Но один подарок я помню, как мама – ту военную шоколадку! Это кукла. Ее подарил под Новый год дядя Миша, мамин брат. Он был военным и редко приезжал к нам в гости. Я его почему-то боялась – высокий дяденька в форме, почти незнакомый. Это потом мы с ним подружились, когда я выросла. Именно дядя Миша и привез мне набор елочных игрушек с волшебным голубым шариком в инее. Если на него долго смотреть, начинает казаться, что там внутри идет снег и совершаются разные чудеса, как в сказках Андерсена! Еще в наборе, кроме непременных Деда Мороза со Снегурочкой, имелась птичка-снегирь на прищепке – тоже жива до сих пор, как и шарик, хотя слегка облезла. Красная птица детского счастья! Почему-то снегири у нас не водились, и впервые я увидела красногрудую птичку уже взрослой: прилетели к нам в кормушку, висящую на окне. А еще как-то зимой я шла по улице, вдоль которой росли деревья вроде вязов с множеством семян-самолетиков. И на эти деревья прилетела стая снегирей! Я шла среди осыпающихся «самолетиков» под нежный пересвист птиц… Маленькое чудо.

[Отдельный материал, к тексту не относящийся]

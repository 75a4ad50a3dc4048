//! Server initialization and main run loop
//!
//! Contains the `run()` function that wires the registries, the capture
//! engine, and the collaborators, then serves the axum router.

use std::net::SocketAddr;
use std::sync::Arc;

use anyhow::{Context, Result};
use axum::routing::get;
use axum::{Extension, Router};
use flamegate_core::{
    ArtifactStore, CaptureEngine, ConnectionRegistry, DtraceCollector, FlameRenderer,
    FsArtifactStore, HttpArtifactStore, ProcessSupervisor, PsProbe, StackvisRenderer, SystemProbe,
    TaskRegistry, TraceCollector,
};
use tower_http::cors::CorsLayer;
use tower_http::trace::TraceLayer;
use tracing::{info, warn};

use super::config::{AppConfig, StorageBackend};
use crate::api;
use crate::middleware::auth::require_bearer;
use crate::websocket::gateway::{self, DispatchContext};

/// Run the gateway
pub async fn run(config: AppConfig) -> Result<()> {
    info!("Starting flamegate v{}", env!("CARGO_PKG_VERSION"));

    let supervisor = Arc::new(ProcessSupervisor::new());
    let store = build_store(&config)?;
    let probe: Arc<dyn SystemProbe> = Arc::new(PsProbe::new());
    let tasks = Arc::new(TaskRegistry::new());
    let connections = Arc::new(ConnectionRegistry::new());

    let collector: Arc<dyn TraceCollector> = Arc::new(DtraceCollector::new(
        config.capture.collector_command.clone(),
    ));
    let renderer: Arc<dyn FlameRenderer> = Arc::new(StackvisRenderer::with_args(
        config.capture.renderer_command.clone(),
        config.capture.renderer_args.clone(),
    ));

    let engine = Arc::new(CaptureEngine::new(
        Arc::clone(&tasks),
        Arc::clone(&connections),
        Arc::clone(&supervisor),
        collector,
        renderer,
        Arc::clone(&store),
        config.engine_config(),
    ));

    let ctx = DispatchContext {
        engine,
        connections,
        supervisor,
        store,
        probe: Arc::clone(&probe),
        snapshot: config.snapshot_config(),
        stream: config.stream_config(),
    };

    let mut app = Router::new()
        .route("/healthcheck", get(api::health::healthcheck))
        .route("/processes", get(api::processes::list))
        .route("/tasks", get(api::tasks::list))
        .route("/ws", get(gateway::ws_handler_anonymous))
        .route("/ws/:session_id", get(gateway::ws_handler))
        .layer(Extension(ctx))
        .layer(Extension(tasks))
        .layer(Extension(probe))
        .layer(TraceLayer::new_for_http())
        .layer(CorsLayer::permissive());

    match config.auth.token.clone().filter(|token| !token.is_empty()) {
        Some(token) => {
            app = app.layer(axum::middleware::from_fn_with_state(
                Arc::new(token),
                require_bearer,
            ));
        }
        None => warn!("no auth token configured; every client is trusted"),
    }

    let addr: SocketAddr = format!("{}:{}", config.server.host, config.server.port)
        .parse()
        .context("Invalid server address")?;
    let listener = tokio::net::TcpListener::bind(addr)
        .await
        .with_context(|| format!("Failed to bind {}", addr))?;
    info!(%addr, "flamegate gateway listening");

    axum::serve(listener, app)
        .with_graceful_shutdown(shutdown_signal())
        .await
        .context("Server error")?;

    Ok(())
}

fn build_store(config: &AppConfig) -> Result<Arc<dyn ArtifactStore>> {
    match config.storage.backend {
        StorageBackend::Fs => {
            info!(root = %config.storage.root, "using filesystem artifact store");
            Ok(Arc::new(FsArtifactStore::new(&config.storage.root)))
        }
        StorageBackend::Http => {
            let url = config
                .storage
                .url
                .clone()
                .context("storage.url is required for the http backend")?;
            info!(url = %url, "using http artifact store");
            Ok(Arc::new(HttpArtifactStore::new(
                url,
                config.storage.token.clone(),
            )))
        }
    }
}

async fn shutdown_signal() {
    let _ = tokio::signal::ctrl_c().await;
    info!("shutdown signal received");
}
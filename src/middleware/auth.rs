//! Authentication middleware for Axum
//!
//! Shared-secret bearer-token check applied to every HTTP and WebSocket
//! entry point when a token is configured. Stands in for the
//! client-certificate layer a fronting proxy would normally provide.

use std::sync::Arc;

use axum::extract::{Request, State};
use axum::http::{header, StatusCode};
use axum::middleware::Next;
use axum::response::{IntoResponse, Response};
use axum::Json;
use serde::Serialize;

/// JSON error response for auth failures
#[derive(Debug, Serialize)]
struct AuthErrorResponse {
    error: &'static str,
    code: &'static str,
}

/// Reject requests that do not carry `Authorization: Bearer <token>`.
pub async fn require_bearer(
    State(token): State<Arc<String>>,
    request: Request,
    next: Next,
) -> Response {
    let authorized = request
        .headers()
        .get(header::AUTHORIZATION)
        .and_then(|value| value.to_str().ok())
        .and_then(|value| value.strip_prefix("Bearer "))
        .map(|presented| presented == token.as_str())
        .unwrap_or(false);

    if authorized {
        next.run(request).await
    } else {
        (
            StatusCode::UNAUTHORIZED,
            Json(AuthErrorResponse {
                error: "Authentication required. Provide Authorization: Bearer <token>.",
                code: "UNAUTHORIZED",
            }),
        )
            .into_response()
    }
}
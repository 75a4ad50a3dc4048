//! Request dispatch for the gateway WebSocket.

use std::sync::Arc;

use flamegate_core::{
    ArtifactStore, CaptureEngine, CaptureSpec, ConnectionRegistry, ProcessSupervisor,
    SnapshotConfig, StreamConfig, SystemProbe,
};
use tracing::debug;

use super::handlers;
use crate::websocket::protocol::{ClientRequest, ErrorReply};

/// Shared context for request dispatch. Handlers that outlive the
/// request (snapshot, stream) clone it into their spawned tasks.
#[derive(Clone)]
pub(crate) struct DispatchContext {
    pub engine: Arc<CaptureEngine>,
    pub connections: Arc<ConnectionRegistry>,
    pub supervisor: Arc<ProcessSupervisor>,
    pub store: Arc<dyn ArtifactStore>,
    pub probe: Arc<dyn SystemProbe>,
    pub snapshot: SnapshotConfig,
    pub stream: StreamConfig,
}

/// Decode one inbound text frame and route it. Returns a direct reply
/// when the request calls for one (errors, the snapshot ack); progress
/// flows reach the session through the Connection Registry instead.
pub(crate) async fn handle_message(
    text: &str,
    ctx: &DispatchContext,
    session_id: &str,
) -> Option<String> {
    let request: ClientRequest = match serde_json::from_str(text) {
        Ok(request) => request,
        Err(e) => {
            debug!(session = %session_id, error = %e, "malformed request");
            return Some(ErrorReply::json(format!("BadRequest: {}", e)));
        }
    };

    match request {
        ClientRequest::CaptureStart {
            subject,
            host_id,
            script,
            cycles_target,
            transient,
        } => {
            let spec = CaptureSpec {
                subject,
                host_id,
                script,
                cycles_target,
                transient,
            };
            handlers::capture::start(ctx, session_id, spec).await
        }
        ClientRequest::CaptureStop { task_id } => handlers::capture::stop(ctx, &task_id).await,
        ClientRequest::CaptureObserve { task_id } => {
            handlers::capture::observe(ctx, &task_id, session_id).await
        }
        ClientRequest::Snapshot { pid } => handlers::snapshot::capture(ctx, session_id, pid).await,
        ClientRequest::StreamStart { script } => {
            handlers::stream::start(ctx, session_id, &script).await
        }
    }
}
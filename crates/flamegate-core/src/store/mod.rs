//! Artifact store collaborator
//!
//! Hierarchical put of a local file or of structured metadata. The core
//! never reads artifacts back; durability is the store's problem.

mod fs;
mod http;

pub use fs::FsArtifactStore;
pub use http::HttpArtifactStore;

use std::path::Path;

use async_trait::async_trait;

use crate::error::Result;

/// Durable artifact sink.
#[async_trait]
pub trait ArtifactStore: Send + Sync {
    /// Upload a local file to the hierarchical `remote` path, creating
    /// intermediate directories as needed.
    async fn put(&self, local: &Path, remote: &str) -> Result<()>;

    /// Write a JSON document at the `remote` path.
    async fn put_json(&self, remote: &str, value: &serde_json::Value) -> Result<()>;
}
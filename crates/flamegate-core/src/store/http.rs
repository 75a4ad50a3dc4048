//! HTTP object-store backend
//!
//! PUTs artifacts against a remote object store (Manta-style path
//! hierarchy over HTTP). Intermediate "directories" are the server's
//! concern; the client just PUTs the full path.

use std::path::Path;

use async_trait::async_trait;
use reqwest::Client;

use super::ArtifactStore;
use crate::error::{Error, Result};

/// Artifact store speaking HTTP PUT against a base URL.
pub struct HttpArtifactStore {
    base_url: String,
    token: Option<String>,
    client: Client,
}

impl HttpArtifactStore {
    /// Store PUTting under `base_url`, optionally authenticated with a
    /// bearer token.
    pub fn new(base_url: impl Into<String>, token: Option<String>) -> Self {
        Self {
            base_url: base_url.into(),
            token,
            client: Client::new(),
        }
    }

    fn url(&self, remote: &str) -> String {
        format!(
            "{}/{}",
            self.base_url.trim_end_matches('/'),
            remote.trim_start_matches('/')
        )
    }

    fn request(&self, url: &str) -> reqwest::RequestBuilder {
        let req = self.client.put(url);
        match &self.token {
            Some(token) => req.bearer_auth(token),
            None => req,
        }
    }
}

#[async_trait]
impl ArtifactStore for HttpArtifactStore {
    async fn put(&self, local: &Path, remote: &str) -> Result<()> {
        let body = tokio::fs::read(local)
            .await
            .map_err(|e| Error::Storage(format!("read {}: {}", local.display(), e)))?;
        let url = self.url(remote);
        self.request(&url)
            .body(body)
            .send()
            .await
            .and_then(|resp| resp.error_for_status())
            .map_err(|e| Error::Storage(format!("put {}: {}", remote, e)))?;
        Ok(())
    }

    async fn put_json(&self, remote: &str, value: &serde_json::Value) -> Result<()> {
        let url = self.url(remote);
        self.request(&url)
            .json(value)
            .send()
            .await
            .and_then(|resp| resp.error_for_status())
            .map_err(|e| Error::Storage(format!("put {}: {}", remote, e)))?;
        Ok(())
    }
}

#[cfg(test)]
mod tests {
    use super::*;

    #[test]
    fn test_url_joins_without_doubled_slashes() {
        let store = HttpArtifactStore::new("https://store.example/v1/", None);
        assert_eq!(
            store.url("/flameGraph/host/task/a.svg"),
            "https://store.example/v1/flameGraph/host/task/a.svg"
        );
    }
}
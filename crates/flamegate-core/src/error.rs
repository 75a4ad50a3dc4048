//! Error types for flamegate-core
//!
//! One taxonomy covers both request-level failures (duplicate session,
//! unknown task, malformed body) and cycle-level failures classified by
//! pipeline stage (collection, render, storage, cancellation).

use thiserror::Error;

/// Core error type
#[derive(Debug, Error)]
pub enum Error {
    /// A session with this id is already registered on a live transport
    #[error("duplicate session: {0}")]
    DuplicateSession(String),

    /// Unknown task or session id
    #[error("not found: {0}")]
    NotFound(String),

    /// Malformed or invalid request
    #[error("bad request: {0}")]
    BadRequest(String),

    /// The trace collector failed
    #[error("collection error: {0}")]
    Collection(String),

    /// The flame-graph renderer failed
    #[error("render error: {0}")]
    Render(String),

    /// The artifact store rejected or lost a write
    #[error("storage error: {0}")]
    Storage(String),

    /// The operation was cancelled by an explicit stop or session close
    #[error("cancelled")]
    Cancelled,

    /// An external process could not be spawned or inspected
    #[error("process error: {0}")]
    Process(String),

    /// Local filesystem failure outside the artifact store
    #[error("io error: {0}")]
    Io(#[from] std::io::Error),
}

impl Error {
    /// Stable machine-readable code, used in wire payloads.
    pub fn code(&self) -> &'static str {
        match self {
            Error::DuplicateSession(_) => "DuplicateSession",
            Error::NotFound(_) => "NotFound",
            Error::BadRequest(_) => "BadRequest",
            Error::Collection(_) => "CollectionError",
            Error::Render(_) => "RenderError",
            Error::Storage(_) => "StorageError",
            Error::Cancelled => "Cancelled",
            Error::Process(_) => "ProcessError",
            Error::Io(_) => "IoError",
        }
    }

    /// Taxonomy-prefixed rendering for progress payloads, e.g.
    /// `CollectionError: dtrace exited with 1`.
    pub fn classified(&self) -> String {
        match self {
            Error::Cancelled => self.code().to_string(),
            Error::DuplicateSession(m)
            | Error::NotFound(m)
            | Error::BadRequest(m)
            | Error::Collection(m)
            | Error::Render(m)
            | Error::Storage(m)
            | Error::Process(m) => format!("{}: {}", self.code(), m),
            Error::Io(e) => format!("{}: {}", self.code(), e),
        }
    }
}

/// Result type alias
pub type Result<T> = std::result::Result<T, Error>;

#[cfg(test)]
mod tests {
    use super::*;

    #[test]
    fn test_error_codes_match_taxonomy() {
        assert_eq!(Error::Collection("dtrace: no probe".into()).code(), "CollectionError");
        assert_eq!(Error::Render("empty input".into()).code(), "RenderError");
        assert_eq!(Error::Cancelled.code(), "Cancelled");
        assert_eq!(Error::NotFound("task x".into()).code(), "NotFound");
    }

    #[test]
    fn test_display_carries_detail() {
        let err = Error::Collection("invalid probe specifier".into());
        assert!(err.to_string().contains("invalid probe specifier"));
    }
}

Подаренная кукла тоже дожила до нынешнего дня – вон она сидит в книжном шкафу и смотрит, как я пишу этот текст. В детстве кукол у меня почти не имелось – кубики, резиновое зверье и лошадки. Маленькая, я была просто помешана на лошадях – это последствия прочтения книжки Софьи Перовской «Ребята и зверята». Книжку до дыр зачитала. Как я завидовала этим детям! Кто у них только не жил, даже тигренок! Но самые впечатляющие истории про лошадей – как девочки выхаживали коня, а потом чуть сами не погубили.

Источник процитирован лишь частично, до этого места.